In women, the ovaries, uterus and vagina are the major reproductive organs. Once a month, the ovaries will produce an egg, which will be released into one of two Fallopian tubes at midcycle. This process is called ovulation. While the egg is in the Fallopian tube, it may or may not be fertilized by sperm. The uterus prepares for possible fertilization by building up its walls to protect the fertilized egg when it arrives from the Fallopian tube, and provide it with nutrients until the placenta takes over.
The vagina is a muscular organ that can stretch considerably to receive the penis during sexual intercourse. After sperm is ejaculated into the vagina, if fertilization is to occur, it will usually happen within the twenty-four hours after ovulation. If conception between the egg and sperm is successful, the cells will divide for a week and then move into the uterus. The embryo will attach itself to the uterine wall, where it will gestate for nine months. If the egg is unfertilized, it will disintegrate, and the uterus will discharge blood, tissue fluid and mucus through the vagina in a process called menstruation.

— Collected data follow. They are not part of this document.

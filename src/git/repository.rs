use crate::error::{PublishError, Result};
use git2::{Oid, Repository as Git2Repo};
use std::cell::RefCell;
use std::path::Path;
use tracing::debug;

const TAG_REFSPEC: &str = "+refs/tags/*:refs/tags/*";
const MAX_CREDENTIAL_ATTEMPTS: usize = 4;

/// Wrapper around git2::Repository with our trait interface
pub struct Git2Repository {
    repo: Git2Repo,
    token: Option<String>,
}

impl Git2Repository {
    /// Open or discover a git repository
    pub fn open<P: AsRef<Path>>(path: P) -> Result<Self> {
        let repo = Git2Repo::discover(path)?;

        Ok(Git2Repository { repo, token: None })
    }

    /// Create from existing git2::Repository
    pub fn from_git2(repo: Git2Repo) -> Self {
        Git2Repository { repo, token: None }
    }

    /// Authenticate HTTPS remotes with an access token
    pub fn with_token(mut self, token: Option<String>) -> Self {
        self.token = token.filter(|t| !t.is_empty());
        self
    }

    fn peel_to_commit(&self, tag_name: &str) -> Result<Oid> {
        let reference = self
            .repo
            .find_reference(&format!("refs/tags/{}", tag_name))
            .map_err(|e| tag_lookup_error(tag_name, e))?;

        let commit = reference
            .peel_to_commit()
            .map_err(|e| PublishError::tag(format!("Cannot peel tag '{}': {}", tag_name, e)))?;

        Ok(commit.id())
    }

    /// Credentials callback shared by fetch and push.
    ///
    /// Tries the access token first, then the git credential helper, then an
    /// SSH agent. libgit2 re-invokes the callback after each rejection, so the
    /// number of attempts is capped.
    fn remote_callbacks(&self) -> git2::RemoteCallbacks<'_> {
        let mut callbacks = git2::RemoteCallbacks::new();
        let token = self.token.clone();
        let config = self.repo.config().ok();
        let mut attempts = 0;

        callbacks.credentials(move |url, username_from_url, allowed_types| {
            attempts += 1;
            if attempts > MAX_CREDENTIAL_ATTEMPTS {
                return Err(git2::Error::from_str("authentication failed"));
            }

            if allowed_types.contains(git2::CredentialType::USER_PASS_PLAINTEXT) {
                if let (1, Some(token)) = (attempts, token.as_deref()) {
                    return git2::Cred::userpass_plaintext("x-access-token", token);
                }
                if let Some(config) = config.as_ref() {
                    if let Ok(cred) = git2::Cred::credential_helper(config, url, username_from_url) {
                        return Ok(cred);
                    }
                }
            }

            if allowed_types.contains(git2::CredentialType::SSH_KEY) {
                if let Ok(cred) = git2::Cred::ssh_key_from_agent(username_from_url.unwrap_or("git"))
                {
                    return Ok(cred);
                }
            }

            git2::Cred::default()
        });

        callbacks
    }
}

fn tag_lookup_error(tag_name: &str, e: git2::Error) -> PublishError {
    if e.code() == git2::ErrorCode::NotFound {
        PublishError::tag(format!("Tag '{}' does not exist", tag_name))
    } else {
        PublishError::tag(format!("Cannot find tag '{}': {}", tag_name, e))
    }
}

impl super::Repository for Git2Repository {
    fn fetch_tags(&self, remote: &str) -> Result<()> {
        debug!(remote, "fetching tags");
        let mut remote_handle = self
            .repo
            .find_remote(remote)
            .map_err(|e| PublishError::remote(format!("Cannot find remote '{}': {}", remote, e)))?;

        let mut fetch_options = git2::FetchOptions::new();
        fetch_options.remote_callbacks(self.remote_callbacks());

        remote_handle
            .fetch(&[TAG_REFSPEC], Some(&mut fetch_options), None)
            .map_err(|e| PublishError::remote(format!("Fetch from '{}' failed: {}", remote, e)))?;

        Ok(())
    }

    fn list_tags(&self, pattern: &str, points_at: Option<&str>) -> Result<Vec<String>> {
        debug!(pattern, points_at, "listing tags");
        let target = points_at
            .map(|commit| {
                Oid::from_str(commit).map_err(|e| {
                    PublishError::config(format!("Invalid commit id '{}': {}", commit, e))
                })
            })
            .transpose()?;

        let names = self.repo.tag_names(Some(pattern))?;
        let mut tags = Vec::new();

        for name in names.iter().flatten() {
            if let Some(target) = target {
                // Tags that do not resolve to a commit can never point at one
                match self.peel_to_commit(name) {
                    Ok(oid) if oid == target => {}
                    _ => continue,
                }
            }
            tags.push(name.to_string());
        }

        Ok(tags)
    }

    fn tag_commit(&self, tag_name: &str) -> Result<String> {
        debug!(tag_name, "resolving tag commit");
        Ok(self.peel_to_commit(tag_name)?.to_string())
    }

    fn create_tag(&self, name: &str, commit: &str) -> Result<()> {
        debug!(name, commit, "creating tag");
        let oid = Oid::from_str(commit)
            .map_err(|e| PublishError::config(format!("Invalid commit id '{}': {}", commit, e)))?;

        let object = self
            .repo
            .find_object(oid, None)
            .map_err(|e| PublishError::tag(format!("Cannot find commit {}: {}", commit, e)))?;

        self.repo
            .tag_lightweight(name, &object, false)
            .map_err(|e| PublishError::tag(format!("Cannot create tag '{}': {}", name, e)))?;

        Ok(())
    }

    fn push_tags(&self, remote: &str, tag_names: &[&str]) -> Result<()> {
        debug!(remote, count = tag_names.len(), "pushing tags");
        if tag_names.is_empty() {
            return Ok(());
        }

        let mut remote_handle = self
            .repo
            .find_remote(remote)
            .map_err(|e| PublishError::remote(format!("Cannot find remote '{}': {}", remote, e)))?;

        let refspecs: Vec<String> = tag_names
            .iter()
            .map(|tag| format!("refs/tags/{}:refs/tags/{}", tag, tag))
            .collect();
        let refspec_strs: Vec<&str> = refspecs.iter().map(|s| s.as_str()).collect();

        let rejected = RefCell::new(Vec::new());
        {
            let mut callbacks = self.remote_callbacks();
            callbacks.push_update_reference(|refname, status| {
                if let Some(status) = status {
                    rejected
                        .borrow_mut()
                        .push(format!("{} ({})", refname, status));
                }
                Ok(())
            });

            let mut push_options = git2::PushOptions::new();
            push_options.remote_callbacks(callbacks);

            remote_handle
                .push(&refspec_strs, Some(&mut push_options))
                .map_err(|e| {
                    if e.class() == git2::ErrorClass::Net {
                        PublishError::remote(format!("Network error during push: {}", e))
                    } else {
                        PublishError::remote(format!("Push to '{}' failed: {}", remote, e))
                    }
                })?;
        }

        let rejected = rejected.into_inner();
        if !rejected.is_empty() {
            return Err(PublishError::remote(format!(
                "Remote '{}' rejected {}",
                remote,
                rejected.join(", ")
            )));
        }

        Ok(())
    }
}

When a pregnancy goes to full-term and labor begins, the baby is pushed out of the uterus and through the vagina. After a few weeks, the female reproductive organs will go back to their pre-pregnancy state, and the cycle will continue. The female reproductive system has a limited fertility period of only thirty to forty years.
Respiratory System
The respiratory system shares the same responsibility as the cardiovascular system in that they both supply oxygen to, and expel carbon dioxide from, the body. Oxygen is vital because it provides the fuel for all of the body’s functions. The respiratory system also eliminates toxic waste, regulates temperature and ensures the stability of the blood’s acid-alkaline balance.
Divided into the upper and lower respiratory systems, the upper consists of the nose and throat; the lower, refers to the larynx, trachea, bronchi and lungs. The inner surface area of the lungs is approximately thirty-five times larger than the surface area of your skin. This huge surface allows the body to effectively absorb oxygen and expel carbon dioxide.

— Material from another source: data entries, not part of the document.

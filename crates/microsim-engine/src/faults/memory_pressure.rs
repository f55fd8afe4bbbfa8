use crate::FaultError;
use crate::faults::{Fault, FaultKind, SharedFault, decode_args};
use async_trait::async_trait;
use serde::{Deserialize, Serialize};
use serde_json::Value;
use std::sync::Arc;
use std::sync::atomic::{AtomicUsize, Ordering};
use std::time::Duration;

const KIND: &str = "memory-pressure";
const BYTES_PER_MEGABYTE: usize = 1024 * 1024;
const FILL_BYTE: u8 = b'a';
/// Pause after the buffer is dropped before the release is reported.
pub const SETTLE_INTERVAL: Duration = Duration::from_secs(1);

/// Process-wide view of the buffers memory-pressure faults currently hold.
#[derive(Clone, Debug, Default)]
pub struct PressureGauge {
    held_bytes: Arc<AtomicUsize>,
    active: Arc<AtomicUsize>,
}

impl PressureGauge {
    pub fn held_bytes(&self) -> usize {
        self.held_bytes.load(Ordering::SeqCst)
    }

    pub fn active(&self) -> usize {
        self.active.load(Ordering::SeqCst)
    }

    fn acquire(&self, bytes: usize) {
        self.held_bytes.fetch_add(bytes, Ordering::SeqCst);
        self.active.fetch_add(1, Ordering::SeqCst);
    }

    fn release(&self, bytes: usize) {
        self.held_bytes.fetch_sub(bytes, Ordering::SeqCst);
        self.active.fetch_sub(1, Ordering::SeqCst);
    }
}

#[derive(Clone, Copy, Debug, PartialEq, Eq, Serialize, Deserialize)]
pub struct MemoryPressureArgs {
    /// Megabytes to allocate.
    #[serde(alias = "sizeMB")]
    pub size: usize,
    /// Milliseconds to hold the allocation.
    #[serde(alias = "durationMillis")]
    pub duration: u64,
}

/// Allocates and holds a buffer on a detached task. The request path never
/// waits for it and never sees it fail.
#[derive(Clone, Debug)]
pub struct MemoryPressure {
    args: MemoryPressureArgs,
    gauge: PressureGauge,
}

impl MemoryPressure {
    pub fn new(args: MemoryPressureArgs, gauge: PressureGauge) -> Self {
        Self { args, gauge }
    }
}

#[async_trait]
impl Fault for MemoryPressure {
    fn kind(&self) -> &str {
        KIND
    }

    async fn run(&self) -> Result<(), FaultError> {
        let args = self.args;
        let gauge = self.gauge.clone();
        tokio::spawn(async move {
            hold_buffer(args, gauge).await;
        });
        Ok(())
    }
}

async fn hold_buffer(args: MemoryPressureArgs, gauge: PressureGauge) {
    let size_bytes = args.size.saturating_mul(BYTES_PER_MEGABYTE);
    tracing::info!(
        size_mb = args.size,
        duration_ms = args.duration,
        "creating memory pressure"
    );

    let mut buffer: Vec<u8> = Vec::new();
    if let Err(error) = buffer.try_reserve_exact(size_bytes) {
        tracing::warn!(size_mb = args.size, %error, "memory pressure allocation refused");
        return;
    }
    // Every page is written so the allocation is resident.
    buffer.resize(size_bytes, FILL_BYTE);
    gauge.acquire(size_bytes);

    tokio::time::sleep(Duration::from_millis(args.duration)).await;

    std::hint::black_box(&buffer);
    drop(buffer);
    gauge.release(size_bytes);
    tokio::time::sleep(SETTLE_INTERVAL).await;
    tracing::info!(size_mb = args.size, "memory pressure released");
}

#[derive(Clone, Debug, Default)]
pub struct MemoryPressureKind {
    gauge: PressureGauge,
}

impl MemoryPressureKind {
    pub fn new(gauge: PressureGauge) -> Self {
        Self { gauge }
    }
}

impl FaultKind for MemoryPressureKind {
    fn decode(&self, args: &Value) -> Result<SharedFault, FaultError> {
        let args = decode_args::<MemoryPressureArgs>(KIND, args)?;
        Ok(Arc::new(MemoryPressure::new(args, self.gauge.clone())))
    }
}

#[cfg(test)]
mod tests {
    use super::*;
    use serde_json::json;
    use std::time::Instant;

    #[test]
    fn decode_original_and_alias_field_names_expected_same_args() {
        let short: MemoryPressureArgs =
            decode_args(KIND, &json!({"size": 2, "duration": 100})).expect("should decode");
        let long: MemoryPressureArgs =
            decode_args(KIND, &json!({"sizeMB": 2, "durationMillis": 100})).expect("should decode");
        assert_eq!(short, long);
    }

    #[tokio::test(flavor = "multi_thread", worker_threads = 2)]
    async fn run_expected_returns_immediately_and_footprint_rises_then_falls() {
        let gauge = PressureGauge::default();
        let fault = MemoryPressureKind::new(gauge.clone())
            .decode(&json!({"size": 1, "duration": 150}))
            .expect("memory pressure should decode");

        let started = Instant::now();
        fault.run().await.expect("memory pressure never fails");
        assert!(started.elapsed() < Duration::from_millis(150));

        let deadline = Instant::now() + Duration::from_secs(2);
        while gauge.held_bytes() == 0 && Instant::now() < deadline {
            tokio::time::sleep(Duration::from_millis(5)).await;
        }
        assert_eq!(gauge.held_bytes(), BYTES_PER_MEGABYTE);
        assert_eq!(gauge.active(), 1);

        let deadline = Instant::now() + Duration::from_secs(2);
        while gauge.held_bytes() != 0 && Instant::now() < deadline {
            tokio::time::sleep(Duration::from_millis(10)).await;
        }
        assert_eq!(gauge.held_bytes(), 0);
        assert_eq!(gauge.active(), 0);
    }

    #[tokio::test(flavor = "current_thread")]
    async fn hold_buffer_expected_release_reported_after_settle_interval() {
        let gauge = PressureGauge::default();
        let args = MemoryPressureArgs {
            size: 1,
            duration: 20,
        };

        let started = Instant::now();
        hold_buffer(args, gauge.clone()).await;

        assert!(started.elapsed() >= Duration::from_millis(20) + SETTLE_INTERVAL);
        assert_eq!(gauge.held_bytes(), 0);
        assert_eq!(gauge.active(), 0);
    }
}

Breathing begins in the nose, which alerts you to potentially toxic smells. The nose also warms and moistens the air which enters the body, and filters out airborne germs which can get trapped in the mucous membranes. The air passes through the throat and enters the trachea through the larynx. The trachea and bronchial tubes channel air into the lungs, and protect them from particles and germs which become ensnared in their mucous membranes. Before inhalation begins, the air pressure inside the lungs is equal to the atmospheric pressure outside the body. When the diaphragm contracts to increase the volume of the lungs, the pressure inside the lungs drops and air rushes in until the pressure is equal again. Exhalation begins when the inspiratory muscles relax, the diaphragm pushes up towards the lungs and the surface tension of the lungs pulls inward, decreasing lung volume and pushing air out.
Blood and air exchange oxygen and carbon dioxide through the membrane of the bronchial tubes, in the bronchioles, alveolar ducts and alveoli. The blood, now enriched with oxygen, returns to the heart to be pumped through the rest of the body. A lack of iron or lack of blood in the body causes insufficient oxygen to be transported to the cells, resulting in symptoms of breathlessness, weakness, coughing and fatigue.

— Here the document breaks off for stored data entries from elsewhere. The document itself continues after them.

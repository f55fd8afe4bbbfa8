use crate::FaultError;
use crate::faults::{Fault, FaultKind, SharedFault, decode_args};
use async_trait::async_trait;
use serde::{Deserialize, Serialize};
use serde_json::Value;
use std::sync::Arc;
use std::time::Duration;

const KIND: &str = "latency";

/// Suspends the calling task for `delay` milliseconds.
#[derive(Clone, Copy, Debug, PartialEq, Eq, Serialize, Deserialize)]
pub struct Latency {
    #[serde(alias = "delayMillis")]
    pub delay: u64,
}

impl Latency {
    pub fn duration(&self) -> Duration {
        Duration::from_millis(self.delay)
    }
}

#[async_trait]
impl Fault for Latency {
    fn kind(&self) -> &str {
        KIND
    }

    async fn run(&self) -> Result<(), FaultError> {
        tokio::time::sleep(self.duration()).await;
        Ok(())
    }
}

#[derive(Debug, Default)]
pub struct LatencyKind;

impl FaultKind for LatencyKind {
    fn decode(&self, args: &Value) -> Result<SharedFault, FaultError> {
        Ok(Arc::new(decode_args::<Latency>(KIND, args)?))
    }
}
use serde::{Deserialize, Serialize};
use std::time::Duration;

/// Backoff applied between failed attempts to load a run's prerequisites.
#[derive(Clone, Debug, PartialEq, Serialize, Deserialize)]
pub struct RetryBackoffConfig {
    pub initial_delay_ms: u64,
    pub backoff_factor: f64,
    pub max_delay_ms: u64,
    pub jitter: bool,
}

impl Default for RetryBackoffConfig {
    fn default() -> Self {
        Self {
            initial_delay_ms: 200,
            backoff_factor: 2.0,
            max_delay_ms: 60_000,
            jitter: true,
        }
    }
}

impl RetryBackoffConfig {
    pub fn immediate() -> Self {
        Self {
            initial_delay_ms: 0,
            backoff_factor: 1.0,
            max_delay_ms: 0,
            jitter: false,
        }
    }

    pub fn delay_for_attempt(&self, attempt: u32, jitter_seed: u64) -> Duration {
        Duration::from_millis(delay_for_attempt_ms(attempt, self, jitter_seed))
    }
}

/// Attempt numbers start at 1.
pub fn delay_for_attempt_ms(attempt: u32, config: &RetryBackoffConfig, jitter_seed: u64) -> u64 {
    let exp = (attempt.saturating_sub(1)) as i32;
    let base = (config.initial_delay_ms as f64) * config.backoff_factor.powi(exp);
    let mut delay = base.min(config.max_delay_ms as f64);
    if config.jitter {
        delay *= jitter_factor(attempt, jitter_seed);
    }
    delay.round().max(0.0) as u64
}

fn jitter_factor(attempt: u32, jitter_seed: u64) -> f64 {
    let mut x = jitter_seed ^ ((attempt as u64) << 32) ^ 0x9E3779B97F4A7C15;
    x ^= x >> 12;
    x ^= x << 25;
    x ^= x >> 27;
    let r = x.wrapping_mul(0x2545F4914F6CDD1D);
    let unit = (r as f64) / (u64::MAX as f64);
    0.5 + unit
}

Skeletal and Muscular System
The bones, joints and muscles work as a team to maintain our upright posture and allow ample movement. The circulatory system and organs, including the brain, are dependent upon movement for their resistance to disease. The adult skeletal system is made up of 206 bones, whereas babies have 350 bones in their body. As babies grow, their small bones fuse together to make larger bones.
The skeletal system is incredibly strong, protecting the inner organs, and acting as a lever and attachment for the muscles. Bone is living tissue in continual renewal. Some bones function in a blood-building capacity, which takes place in the bone marrow of the humeri, femurs, ribs, sternum, vertebrae and pelvis. Bones are made up of mineral deposits which provide stability, and cells which lend flexibility. If calcium and magnesium are not adequately provided for in the diet, these minerals will be taken from the bones. The bones will slowly lose their density and deteriorate as a result.
Joints are protected with a cartilage covering and lubricating fluid, which prevent the bones from grating against each other. Between the vertebrae in the spine, disks act as shock absorbers. The muscles and ligaments surrounding joints provide stability. Joints require regular use to remain flexible, but they should not be overextended. Joint cartilage, ligaments and tendons are not repaired as quickly and easily as other parts of the body since they are not well supplied with blood vessels.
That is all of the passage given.